Scott, por su parte, resultaba mucho menos impresionante. Le habían presentado ante la gente de la zona como un ingeniero de Londres y, con su sombrero de bombín orgullosamente colocado sobre la cabeza, vestía con un grado de estilo más que presentable lo que, no obstante, no conseguía eliminar una cierta impresión de tosquedad. Había algo imponderable en el señor Scott que hacía que todos los que se cruzaban con él durante su viaje no supieran muy bien qué pensar de él. Quizá fuera la escasa soltura con la que se movía por los amplios espacios que rodeaban Ardlamont; su bigote, ligeramente desgreñado o la forma en la que arrastraba la h al hablar. Fuera lo que fuera, no parecía adecuarse a la imagen típicamente asociada con un caballero.
La señora Monson, sus tres hijos pequeños y la institutriz habían dejado Ardlamont en barco, con dirección a Glasgow, esa misma mañana temprano. Los tres hombres se habían levantado poco después, a pesar de las peripecias de la noche anterior. Una aventura de pesca nocturna en la bahía de Ardlamont había estado cerca de acabar en tragedia cuando la barca que Monson y Hambrough habían tomado empezó a hacer agua. Los dos hombres se vieron obligados a nadar para salvar la vida. Y sin embargo, a pesar del peligro que habían corrido, y junto a Scott, que había permanecido en la orilla, volvieron a casa de muy buen humor y brindaron por su regreso sanos y salvos hasta bien entrada la noche.

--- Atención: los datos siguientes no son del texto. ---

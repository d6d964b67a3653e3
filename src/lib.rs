/*!
This crate provides an incremental agglomerative clustering engine built
around a stream of named pairwise similarities rather than a precomputed
dissimilarity matrix.

Most hierarchical clustering implementations (including
[SciPy's](https://docs.scipy.org/doc/scipy/reference/generated/scipy.cluster.hierarchy.linkage.html)
and Müllner's [`fastcluster`](http://danifold.net/fastcluster.html), on which
an earlier version of this crate was directly modeled) take a dense,
condensed matrix of all pairwise distances between a fixed, known-in-advance
set of observations indexed `0..n`. That shape doesn't fit a common case:
similarity scores arriving one at a time, between arbitrary opaque ids, with
most pairs never scored at all because they're not worth comparing (deduping
records, entity resolution, near-duplicate detection). This crate clusters
that stream directly.

# Overview

* [`ClusterGroup`] is the entry point: feed it similarities with
  [`ClusterGroup::add_sim`], then drain merges with [`ClusterGroup::merge`]
  until it returns `false`.
* [`LinkageMethod`] selects how two clusters' combined similarity to a third
  cluster is computed, and how a merged cluster's own internal cohesion score
  is computed.
* [`Cluster`] is a single node in the clustering, either a singleton or the
  product of one or more merges.
* [`Similarity`] is an edge between two clusters.
* [`ClusterReader`] is a convenience loader for a simple tab-delimited text
  format.

# Example

```
use clustergroup::{ClusterGroup, LinkageMethod};

let mut group = ClusterGroup::new(3, LinkageMethod::Complete);
group.add_sim("doc-1", "doc-2", 0.92);
group.add_sim("doc-2", "doc-3", 0.81);
group.add_sim("doc-1", "doc-3", 0.40);

while group.merge(0.5) {}

for cluster in group.get_clusters() {
    println!(
        "{}: {} members, score {}",
        cluster.id(),
        cluster.len(),
        cluster.score()
    );
}
```
*/

#![deny(missing_docs)]

mod cluster;
mod error;
mod group;
mod method;
mod natural;
mod queue;
mod reader;
mod similarity;

pub use crate::cluster::Cluster;
pub use crate::error::{Error, Result};
pub use crate::group::ClusterGroup;
pub use crate::method::LinkageMethod;
pub use crate::reader::{Column, ClusterReader, ReadStats};
pub use crate::similarity::Similarity;
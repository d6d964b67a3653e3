use std::error;
use std::fmt;
use std::io;

/// A type alias for `Result<T, Error>`.
pub type Result<T> = std::result::Result<T, Error>;

/// An error produced by this crate.
///
/// The clustering engine itself (`ClusterGroup`, `Cluster`, `Similarity`) is
/// total and never fails; every variant here originates either from parsing
/// a [`crate::method::LinkageMethod`] name or from the convenience
/// [`crate::reader::ClusterReader`] loader.
#[derive(Debug)]
pub enum Error {
    /// Raised when parsing a method name that doesn't correspond to a valid
    /// [`crate::method::LinkageMethod`] variant.
    InvalidMethod(String),
    /// Raised when reading the underlying input stream fails.
    Io(io::Error),
    /// Raised when a row of the tab-delimited ingestion format is malformed
    /// (wrong column count, or an unparsable score field).
    Parse {
        /// The 1-based line number of the offending row.
        line: u64,
        /// A human-readable description of what went wrong.
        message: String,
    },
}

impl error::Error for Error {
    fn source(&self) -> Option<&(dyn error::Error + 'static)> {
        match *self {
            Error::Io(ref err) => Some(err),
            Error::InvalidMethod(_) | Error::Parse { .. } => None,
        }
    }
}

impl fmt::Display for Error {
    fn fmt(&self, f: &mut fmt::Formatter<'_>) -> fmt::Result {
        match *self {
            Error::InvalidMethod(ref name) => {
                write!(f, "unrecognized linkage method name: '{}'", name)
            }
            Error::Io(ref err) => write!(f, "i/o error: {}", err),
            Error::Parse { line, ref message } => {
                write!(f, "line {}: {}", line, message)
            }
        }
    }
}

impl From<io::Error> for Error {
    fn from(err: io::Error) -> Error {
        Error::Io(err)
    }
}

impl From<Error> for io::Error {
    fn from(err: Error) -> io::Error {
        match err {
            Error::Io(err) => err,
            other => io::Error::new(io::ErrorKind::Other, other.to_string()),
        }
    }
}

Cuando Wright, el mayordomo, se levantó poco después de las siete, se encontró a Hambrough en el comedor y le sirvió un vaso de leche con pastas. Poco después, Monson, Hambrough y Scott salieron a practicar algo de deporte matutino. Tomaron el camino que discurría junto a la casa, cruzaron un terreno elevado y, desde ahí, llegaron al bosque colindante. Iban separados y en hilera, como si tuvieran intención de hacer una batida de conejos.
En torno a las nueve de la mañana, Wright se encontró con Monson y Scott ya de vuelta en casa, de pie en el comedor. Ninguno de los dos tenía con ellos sus armas, pero Scott cargaba con varios conejos que, por lo que dijo, había cazado Hambrough. Entonces Monson le dijo a Wright que su joven acompañante también se había disparado a sí mismo. «¿En el brazo, señor?», quiso saber el mayordomo, nervioso. La respuesta fue no. En la cabeza. Por lo que explicó Monson, estaba en el bosque, tendido, muerto.

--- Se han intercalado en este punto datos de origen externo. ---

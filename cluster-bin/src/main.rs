//! A command-line front-end for the `clustergroup` crate: reads a
//! tab-delimited similarity file, runs it through a `ClusterGroup`, and
//! prints the resulting clusters.

use std::fs::File;
use std::io::{self, BufReader, Write};
use std::path::PathBuf;
use std::process;
use std::str::FromStr;

use clap::Parser;
use clustergroup::{Column, ClusterGroup, ClusterReader, LinkageMethod};

/// Cluster a tab-delimited stream of pairwise similarities.
#[derive(Parser, Debug)]
#[command(name = "cluster", version, about)]
struct Args {
    /// Path to the tab-delimited similarity file.
    input: PathBuf,

    /// Linkage method to use: complete, single, or average.
    method: String,

    /// Stop merging once the best remaining similarity drops below this.
    cutoff: f64,

    /// Never merge two clusters into one larger than this many members.
    #[arg(long, default_value_t = usize::MAX)]
    max_size: usize,

    /// Treat the input as a sparse subset of all pairs: skip the dense-mode
    /// expected-vs-actual edge count check.
    #[arg(long, default_value_t = false)]
    sparse: bool,

    /// Column name or 1-based position holding the first cluster id.
    #[arg(long, default_value = "1")]
    id1_col: String,

    /// Column name or 1-based position holding the second cluster id.
    #[arg(long, default_value = "2")]
    id2_col: String,

    /// Column name or 1-based position holding the similarity score.
    #[arg(long, default_value = "3")]
    score_col: String,
}

fn column(spec: &str) -> Column {
    match spec.parse::<usize>() {
        Ok(pos) => Column::Position(pos),
        Err(_) => Column::Name(spec.to_string()),
    }
}

fn run(args: Args) -> clustergroup::Result<()> {
    let method = LinkageMethod::from_str(&args.method)?;

    let file = File::open(&args.input)?;
    let mut group = ClusterGroup::new(1024, method);
    group.set_max_size(args.max_size);

    let reader = ClusterReader::new()
        .with_columns(column(&args.id1_col), column(&args.id2_col), column(&args.score_col))
        .sparse(args.sparse);
    reader.read(BufReader::new(file), &mut group)?;

    while group.merge(args.cutoff) {}

    let stdout = io::stdout();
    let mut out = stdout.lock();
    for cluster in group.get_clusters() {
        let members: Vec<&str> = cluster.members().collect();
        writeln!(
            out,
            "{}\t{}\t{}\t{}\t{}",
            cluster.id(),
            cluster.len(),
            cluster.height(),
            cluster.score(),
            members.join(",")
        )?;
    }

    Ok(())
}

fn main() {
    env_logger::init();
    let args = Args::parse();
    if let Err(err) = run(args) {
        eprintln!("error: {}", err);
        process::exit(1);
    }
}
use clustergroup::{ClusterGroup, LinkageMethod};
use criterion::{black_box, criterion_group, criterion_main, BenchmarkId, Criterion};

/// Build a synthetic stream of similarities over `n` points arranged into
/// `n / cluster_size` dense blocks (high intra-block similarity, a faint
/// cross-block edge), so merging actually does work proportional to `n`
/// rather than bottoming out after the first round.
fn synthetic_points(n: usize, cluster_size: usize) -> Vec<(String, String, f64)> {
    let mut sims = Vec::new();
    let mut block_start = 0;
    while block_start < n {
        let block_end = (block_start + cluster_size).min(n);
        for i in block_start..block_end {
            for j in (i + 1)..block_end {
                let score = 0.9 - 0.001 * ((i + j) % 10) as f64;
                sims.push((format!("p{}", i), format!("p{}", j), score));
            }
        }
        if block_end < n {
            sims.push((format!("p{}", block_end - 1), format!("p{}", block_end), 0.1));
        }
        block_start = block_end;
    }
    sims
}

fn bench_merge(c: &mut Criterion) {
    let mut group = c.benchmark_group("cluster_merge");
    for &(n, cluster_size) in &[(200usize, 10usize), (2000, 10)] {
        let sims = synthetic_points(n, cluster_size);
        for method in [LinkageMethod::Complete, LinkageMethod::Single, LinkageMethod::Average] {
            group.bench_with_input(
                BenchmarkId::new(format!("{:?}", method), n),
                &sims,
                |b, sims| {
                    b.iter(|| {
                        let mut g = ClusterGroup::new(n, method);
                        for (a, bb, score) in sims {
                            g.add_sim(a, bb, *score);
                        }
                        while g.merge(0.0) {}
                        black_box(g.size());
                    });
                },
            );
        }
    }
    group.finish();
}

criterion_group!(benches, bench_merge);
criterion_main!(benches);
//! Property value objects: `PropertyType` and `PropertyDefinition`.
//!
//! # Design
//!
//! These are pure value types — equality-by-value, no identity. They hold no
//! emission logic; the Rust spelling of each type lives here because it is a
//! property *of the type*, while everything layout-related lives in `emit`.

use serde::{Deserialize, Serialize};
use std::fmt;
use std::str::FromStr;

use crate::domain::error::DomainError;

// ── PropertyType ──────────────────────────────────────────────────────────────

/// The scalar type of a schema property.
///
/// To add a new type: add a variant here plus its `as_str` / `FromStr` /
/// `rust_type` / `zero_value` arms. No other files change.
#[derive(Debug, Clone, Copy, PartialEq, Eq, Hash, Serialize, Deserialize)]
#[serde(rename_all = "kebab-case")]
pub enum PropertyType {
    String,
    Int,
    Decimal,
    Bool,
    DateTime,
    Uuid,
}

impl PropertyType {
    pub const fn as_str(&self) -> &'static str {
        match self {
            Self::String => "string",
            Self::Int => "int",
            Self::Decimal => "decimal",
            Self::Bool => "bool",
            Self::DateTime => "date-time",
            Self::Uuid => "uuid",
        }
    }

    /// The Rust spelling of this type in emitted artifacts.
    pub const fn rust_type(&self) -> &'static str {
        match self {
            Self::String => "String",
            Self::Int => "i32",
            Self::Decimal => "Decimal",
            Self::Bool => "bool",
            Self::DateTime => "DateTime<Utc>",
            Self::Uuid => "Uuid",
        }
    }

    /// The neutral zero value emitted for non-nullable DTO fields.
    ///
    /// Non-nullable strings default to the empty string; every other type to
    /// its zero equivalent.
    pub const fn zero_value(&self) -> &'static str {
        match self {
            Self::String => "String::new()",
            Self::Int => "0",
            Self::Decimal => "Decimal::ZERO",
            Self::Bool => "false",
            Self::DateTime => "DateTime::<Utc>::UNIX_EPOCH",
            Self::Uuid => "Uuid::nil()",
        }
    }
}

impl fmt::Display for PropertyType {
    fn fmt(&self, f: &mut fmt::Formatter<'_>) -> fmt::Result {
        f.write_str(self.as_str())
    }
}

impl FromStr for PropertyType {
    type Err = DomainError;

    fn from_str(s: &str) -> Result<Self, Self::Err> {
        match s.to_ascii_lowercase().as_str() {
            "string" | "str" => Ok(Self::String),
            "int" | "integer" | "i32" => Ok(Self::Int),
            "decimal" => Ok(Self::Decimal),
            "bool" | "boolean" => Ok(Self::Bool),
            "date-time" | "datetime" => Ok(Self::DateTime),
            "uuid" | "identifier" | "guid" => Ok(Self::Uuid),
            other => Err(DomainError::UnknownPropertyType {
                value: other.into(),
            }),
        }
    }
}

// ── PropertyDefinition ────────────────────────────────────────────────────────

/// One user-declared property of an entity schema.
///
/// Properties are nullable with no length cap unless the caller says
/// otherwise, matching the manifest defaults.
#[derive(Debug, Clone, PartialEq, Eq)]
pub struct PropertyDefinition {
    name: String,
    column_name: String,
    ty: PropertyType,
    nullable: bool,
    max_length: u32,
}

impl PropertyDefinition {
    pub fn new(name: impl Into<String>, column_name: impl Into<String>, ty: PropertyType) -> Self {
        Self {
            name: name.into(),
            column_name: column_name.into(),
            ty,
            nullable: true,
            max_length: 0,
        }
    }

    /// Mark the property non-nullable.
    pub fn required(mut self) -> Self {
        self.nullable = false;
        self
    }

    /// Cap the stored length (strings only; ignored by other types).
    pub fn with_max_length(mut self, max_length: u32) -> Self {
        self.max_length = max_length;
        self
    }

    pub fn name(&self) -> &str {
        &self.name
    }

    pub fn column_name(&self) -> &str {
        &self.column_name
    }

    pub const fn ty(&self) -> PropertyType {
        self.ty
    }

    pub const fn is_nullable(&self) -> bool {
        self.nullable
    }

    pub const fn max_length(&self) -> u32 {
        self.max_length
    }

    /// Lowercase form used for emitted field identifiers.
    pub fn field_name(&self) -> String {
        self.name.to_lowercase()
    }

    /// Whether this property drives the name-search capability.
    pub fn is_name(&self) -> bool {
        self.name.eq_ignore_ascii_case("Name")
    }
}

// ── Tests ─────────────────────────────────────────────────────────────────────
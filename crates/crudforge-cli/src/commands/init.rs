//! `crudforge init` — create a starter schema manifest.

use std::path::PathBuf;

use crate::{
    cli::{DEFAULT_MANIFEST, InitArgs, global::GlobalArgs},
    error::{CliError, CliResult},
    manifest::SchemaManifest,
    output::OutputManager,
};

/// Write the starter manifest into the current directory.
pub fn execute(args: InitArgs, _global: GlobalArgs, output: OutputManager) -> CliResult<()> {
    output.info("Initialising schema manifest...")?;

    let path = PathBuf::from(DEFAULT_MANIFEST);

    // Bail early if the file already exists and --force was not given.
    if path.exists() && !args.force {
        output.warning(&format!(
            "Manifest already exists at {}  (use --force to overwrite)",
            path.display(),
        ))?;
        return Ok(());
    }

    std::fs::write(&path, SchemaManifest::sample()).map_err(|e| CliError::IoError {
        message: format!("Failed to write manifest to '{}'", path.display()),
        source: e,
    })?;

    output.success(&format!("Manifest created at {}", path.display()))?;
    output.print("Next: crudforge generate")?;

    Ok(())
}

Guiado por Monson, un apesadumbrado Wright acudió a ver el escenario de la calamidad y, por el camino, arrastraron a Whyte, el jardinero, y a Carmichael, el cochero. Descubrieron el cadáver de Hambrough en la cuneta, junto a una zanja. La cabeza reposaba sobre el hombro izquierdo, con la sangre manando de una herida justo detrás de la oreja derecha y empapando el suelo a su espalda. Tenía el brazo derecho posado en el costado, mientras que el izquierdo le cruzaba el pecho. «¿Qué deberíamos hacer?», preguntó Monson, agitado.
—Lo mejor será ir a buscar un médico —respondió el mayordomo con rostro pétreo.

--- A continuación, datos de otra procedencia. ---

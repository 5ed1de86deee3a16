//! Artifact emitters: pure functions from schema to source text.
//!
//! Seven artifacts per entity, one per architectural layer slot, emitted in
//! the fixed order of [`ArtifactKind::ALL`]. Every emitter is deterministic:
//! the same schema always produces byte-identical output, which is what makes
//! regeneration an unconditional overwrite rather than a merge.
//!
//! Layout is fixed and keyed by layer; emitters know nothing about absolute
//! paths or filesystems.

use std::path::PathBuf;

use crate::domain::{EntityNames, EntitySchema};

mod controller;
mod dto;
mod entity;
mod repository;
mod service;

pub use controller::emit_controller;
pub use dto::emit_dto;
pub use entity::emit_entity;
pub use repository::{emit_repository_impl, emit_repository_interface};
pub use service::{emit_service_impl, emit_service_interface};

/// Notice prefixed to every generated file.
pub const GENERATED_NOTICE: &str = "// Code generated by crudforge. DO NOT EDIT.";

// ── Artifact kinds ────────────────────────────────────────────────────────────

/// The seven artifact slots of the layered architecture.
#[derive(Debug, Clone, Copy, PartialEq, Eq, Hash)]
pub enum ArtifactKind {
    Entity,
    Dto,
    RepositoryInterface,
    RepositoryImpl,
    ServiceInterface,
    ServiceImpl,
    Controller,
}

impl ArtifactKind {
    /// All kinds, in emission order (entity through controller).
    pub const ALL: [ArtifactKind; 7] = [
        Self::Entity,
        Self::Dto,
        Self::RepositoryInterface,
        Self::RepositoryImpl,
        Self::ServiceInterface,
        Self::ServiceImpl,
        Self::Controller,
    ];

    /// Fixed output directory for this layer, relative to the generation root.
    pub const fn layer_dir(self) -> &'static str {
        match self {
            Self::Entity => "src/entities",
            Self::Dto => "src/dtos",
            Self::RepositoryInterface => "src/repositories/interfaces",
            Self::RepositoryImpl => "src/repositories/implementation",
            Self::ServiceInterface => "src/services/interfaces",
            Self::ServiceImpl => "src/services/implementation",
            Self::Controller => "src/controllers",
        }
    }

    /// File name of this artifact for the given entity.
    pub fn file_name(self, names: &EntityNames) -> String {
        match self {
            Self::Entity => format!("{}.rs", names.local()),
            Self::Dto => format!("{}_dto.rs", names.local()),
            Self::RepositoryInterface | Self::RepositoryImpl => {
                format!("{}_repository.rs", names.local())
            }
            Self::ServiceInterface | Self::ServiceImpl => {
                format!("{}_service.rs", names.local())
            }
            Self::Controller => format!("{}_controller.rs", names.plural_local()),
        }
    }

    /// Destination path relative to the generation root.
    pub fn relative_path(self, names: &EntityNames) -> PathBuf {
        PathBuf::from(self.layer_dir()).join(self.file_name(names))
    }
}

// ── Artifacts ─────────────────────────────────────────────────────────────────

/// One rendered artifact, ready to be persisted by the coordinator.
#[derive(Debug, Clone, PartialEq, Eq)]
pub struct Artifact {
    pub kind: ArtifactKind,
    pub relative_path: PathBuf,
    pub content: String,
}

/// Render all seven artifacts for one entity, in emission order.
pub fn render_entity_artifacts(schema: &EntitySchema) -> Vec<Artifact> {
    let names = EntityNames::derive(schema.name());
    ArtifactKind::ALL
        .into_iter()
        .map(|kind| Artifact {
            kind,
            relative_path: kind.relative_path(&names),
            content: render(kind, schema, &names),
        })
        .collect()
}

fn render(kind: ArtifactKind, schema: &EntitySchema, names: &EntityNames) -> String {
    match kind {
        ArtifactKind::Entity => emit_entity(schema, names),
        ArtifactKind::Dto => emit_dto(schema, names),
        ArtifactKind::RepositoryInterface => emit_repository_interface(schema, names),
        ArtifactKind::RepositoryImpl => emit_repository_impl(schema, names),
        ArtifactKind::ServiceInterface => emit_service_interface(schema, names),
        ArtifactKind::ServiceImpl => emit_service_impl(schema, names),
        ArtifactKind::Controller => emit_controller(schema, names),
    }
}

// ── Source writer ─────────────────────────────────────────────────────────────

/// Line-oriented text accumulator shared by the emitters.
///
/// Writing to an in-memory `String` cannot fail, so the whole emit path stays
/// infallible.
pub(crate) struct SourceWriter {
    buf: String,
}

impl SourceWriter {
    pub(crate) fn new() -> Self {
        Self { buf: String::new() }
    }

    pub(crate) fn line(&mut self, line: impl AsRef<str>) {
        self.buf.push_str(line.as_ref());
        self.buf.push('\n');
    }

    pub(crate) fn blank(&mut self) {
        self.buf.push('\n');
    }

    pub(crate) fn finish(self) -> String {
        self.buf
    }
}

// ── Tests ─────────────────────────────────────────────────────────────────────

Entonces Wright, Whyte y Carmichael idearon la forma de sacar el cuerpo del bosque en una manta enrollada y llevarlo de vuelta al terreno de labranza, desde donde lo trasladarían a la casa en carro. De nuevo bajo techo, Wright ayudó a vestir al cadáver antes de la llegada del médico local. Aquel parecía el proceder correcto: una concesión al decoro frente al tumulto provocado por una muerte tan escalofriante y repentina.